Oliver Carpenter, Policy Manager at Chambers Wales South East, South West and Mid, said:
“Despite recent positive economic steps such as an interest rates freeze and inflation falling, the economy and trade is continuing to stagnate as the minimal rise in GDP and August’s trade figures show.
“Policymakers and business representative organisations need to collaborate to ensure that businesses get the resources they need to begin or expand their international trade journey. Our Quarterly Economic Survey for Q3 of 2023 shows that almost half of businesses in Wales are not engaged in international markets and that those who do export to overseas markets have seen sales and orders remain constant or decrease over the last three months.
“Businesses who trade internationally are generally more successful, flexible and resistant to economic shocks. It is essential that businesses are provided the tools and access to markets they need, to not only grow the economy but bolster it.
“Similarly, support for businesses domestically would also help improve GDP. One in six high street businesses across Wales are empty. SMEs are founded on the communities they exist in and rekindling the high street to boost a localised trading culture for our businesses is a considerable challenge that needs to be met head on by policymakers, local authorities and the private sector.”
David Bharier, Head of Research at the BCC, said:
“With GDP growing by 0.3% in the three months to August, and by 0.2% on a monthly basis, the UK economy is holding up but remains in a precarious state. The production sector in particular has seen worrying data revisions showing stark monthly falls in growth.
“Our research is clear about the issues UK firms are facing – three years of economic shocks, high inflation and interest rates, skills shortages, and trade barriers with the European Union. Consequently, most SMEs report no increase in their investment plans.
“Businesses need to see a strategic vision for the long-term framework for investment in the UK. Recent policy announcements around projects, such as HS2, will have generated more uncertainty for businesses searching for stability.”

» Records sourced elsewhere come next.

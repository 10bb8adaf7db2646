//! Submission backends
//!
//! The form flow only needs one asynchronous call with a single resolution,
//! so the endpoint sits behind [`ContactSubmitter`] and tests inject doubles.

use std::sync::Arc;
use std::time::Duration;

use async_trait::async_trait;
use reqwest::header::ACCEPT;
use url::Url;

use crate::config::SiteConfig;
use crate::error::{CoreError, CoreResult};

use super::form::ContactPayload;

/// Delivers a contact message
#[async_trait]
pub trait ContactSubmitter: Send + Sync {
    /// Send one message; no response payload is consumed
    async fn submit(&self, payload: &ContactPayload) -> CoreResult<()>;
}

/// Waits for a fixed delay and reports success
///
/// Stands in for a form backend until one is configured.
#[derive(Debug, Clone)]
pub struct SimulatedSubmitter {
    delay: Duration,
}

impl SimulatedSubmitter {
    pub fn new(delay: Duration) -> Self {
        Self { delay }
    }
}

impl Default for SimulatedSubmitter {
    fn default() -> Self {
        Self::new(Duration::from_millis(1000))
    }
}

#[async_trait]
impl ContactSubmitter for SimulatedSubmitter {
    async fn submit(&self, payload: &ContactPayload) -> CoreResult<()> {
        log::debug!(
            "Simulating submission from {} ({} chars)",
            payload.email,
            payload.message.chars().count()
        );
        tokio::time::sleep(self.delay).await;
        Ok(())
    }
}

/// Posts the message as JSON to a form backend (Formspree, Netlify Forms, ...)
#[derive(Debug, Clone)]
pub struct HttpSubmitter {
    client: reqwest::Client,
    endpoint: Url,
}

impl HttpSubmitter {
    pub fn new(endpoint: Url) -> CoreResult<Self> {
        let client = reqwest::Client::builder()
            .user_agent(concat!("konsult/", env!("CARGO_PKG_VERSION")))
            .build()?;
        Ok(Self { client, endpoint })
    }

    pub fn endpoint(&self) -> &Url {
        &self.endpoint
    }
}

#[async_trait]
impl ContactSubmitter for HttpSubmitter {
    async fn submit(&self, payload: &ContactPayload) -> CoreResult<()> {
        log::debug!("POST {}", self.endpoint);

        let response = self
            .client
            .post(self.endpoint.clone())
            .header(ACCEPT, "application/json")
            .json(payload)
            .send()
            .await?;

        let status = response.status();
        log::debug!("Form endpoint responded {status}");

        if status.is_success() {
            Ok(())
        } else {
            Err(CoreError::SubmissionFailed(format!("HTTP {}", status.as_u16())))
        }
    }
}

/// Pick the backend described by the configuration
///
/// No endpoint means simulated delivery.
pub fn build_submitter(config: &SiteConfig) -> CoreResult<Arc<dyn ContactSubmitter>> {
    match &config.submit_endpoint {
        Some(endpoint) => {
            log::info!("Contact form posts to {endpoint}");
            Ok(Arc::new(HttpSubmitter::new(endpoint.clone())?))
        }
        None => {
            log::info!("No form endpoint configured, submissions are simulated");
            Ok(Arc::new(SimulatedSubmitter::new(Duration::from_millis(
                config.simulated_delay_ms,
            ))))
        }
    }
}

#[cfg(test)]
mod tests {
    use super::*;

    fn payload() -> ContactPayload {
        ContactPayload {
            name: "Ada".into(),
            email: "ada@x.com".into(),
            company: String::new(),
            message: "Hello".into(),
        }
    }

    #[tokio::test(start_paused = true)]
    async fn simulated_submission_waits_then_succeeds() {
        let submitter = SimulatedSubmitter::default();
        let start = tokio::time::Instant::now();

        submitter.submit(&payload()).await.unwrap();

        assert!(start.elapsed() >= Duration::from_millis(1000));
    }

    #[test]
    fn builds_http_backend_when_endpoint_is_set() {
        let config = SiteConfig {
            submit_endpoint: Some(Url::parse("https://formspree.io/f/abc").unwrap()),
            ..SiteConfig::default()
        };
        assert!(build_submitter(&config).is_ok());
    }
}
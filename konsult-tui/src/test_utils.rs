//! 测试辅助模块
//!
//! 提供测试用的 App 工厂方法和常用操作。

use std::sync::Arc;
use std::time::Duration;

use konsult_core::contact::{ContactSubmitter, SimulatedSubmitter, SubmissionOutcome};
use konsult_core::{Language, Route, SiteConfig};
use tokio::runtime::Handle;
use tokio::sync::mpsc::UnboundedReceiver;

use crate::backend::SubmitService;
use crate::message::{AppMessage, ContactMessage, NavigationMessage};
use crate::model::{App, FocusPanel};
use crate::update::update;

/// 英文界面、零延迟模拟提交
pub fn test_config() -> SiteConfig {
    SiteConfig {
        default_language: Language::En,
        simulated_delay_ms: 0,
        ..SiteConfig::default()
    }
}

/// 创建宽屏 App（需要在 tokio 运行时中调用）
pub fn test_app() -> (App, UnboundedReceiver<SubmissionOutcome>) {
    test_app_with(test_config())
}

pub fn test_app_with(config: SiteConfig) -> (App, UnboundedReceiver<SubmissionOutcome>) {
    let submitter: Arc<dyn ContactSubmitter> = Arc::new(SimulatedSubmitter::new(
        Duration::from_millis(config.simulated_delay_ms),
    ));
    let (submit, rx) = SubmitService::new(Handle::current(), submitter, config.submit_timeout());
    let mut app = App::new(config, submit);
    app.set_width(120);
    (app, rx)
}

/// 通过导航栏打开某个页面
pub fn visit(app: &mut App, route: Route) {
    app.nav_cursor.select_route(route);
    update(app, AppMessage::Navigation(NavigationMessage::Confirm));
}

fn type_text(app: &mut App, text: &str) {
    for ch in text.chars() {
        update(app, AppMessage::Contact(ContactMessage::Input(ch)));
    }
}

fn next_field(app: &mut App) {
    update(app, AppMessage::Contact(ContactMessage::NextField));
}

/// 在刚挂载的联系表单中逐字输入（跳过 Company）
pub fn fill_contact_form(app: &mut App, name: &str, email: &str, message: &str) {
    app.focus = FocusPanel::Content;
    type_text(app, name);
    next_field(app);
    type_text(app, email);
    next_field(app);
    next_field(app);
    type_text(app, message);
}
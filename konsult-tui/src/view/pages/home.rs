//! 首页

use ratatui::{
    layout::Rect,
    text::{Line, Span},
    Frame,
};

use konsult_core::{LanguageContext, Route};

use crate::model::App;
use crate::view::theme::Styles;

use super::{action_row, header, render_scrolled, section};

pub fn render(app: &App, language: &LanguageContext, frame: &mut Frame, area: Rect) {
    let home = &language.texts().home;

    let mut lines = header(home.hero.title, home.hero.subtitle);
    lines.push(action_row(app, language, Route::Home));
    lines.push(Line::from(""));

    lines.push(Line::from(Span::styled(home.features.title, Styles::heading())));
    lines.push(Line::from(""));
    for feature in [
        &home.features.experience,
        &home.features.quality,
        &home.features.flexible,
    ] {
        lines.extend(section(feature));
    }

    render_scrolled(app, frame, area, lines);
}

William Bain, Head of Trade Policy at the BCC, said:
“August was not a good month for UK goods exports. There were falls in both EU and rest of the world trade – where after removing the effects of inflation, volumes fell by 7.2% month on month.
“The export gains of July went into reverse during August, which brings the UK more into line with the global trade picture for June-July this year.
“On the services front, it was another broadly flat month for UK exports – suggesting that the growth in overseas demand for services from last year is not being sustained. This may be a function of weaker than expected global economic conditions, especially in consumer spending.
“The overall picture on UK goods exports volumes to the EU has been flat over the last 18 months, when you remove the effects of inflation. The BCC has recommended several areas where this could be addressed, including a veterinary deal, youth mobility schemes, and improved conditions for firms on VAT compliance and fiscal representatives.”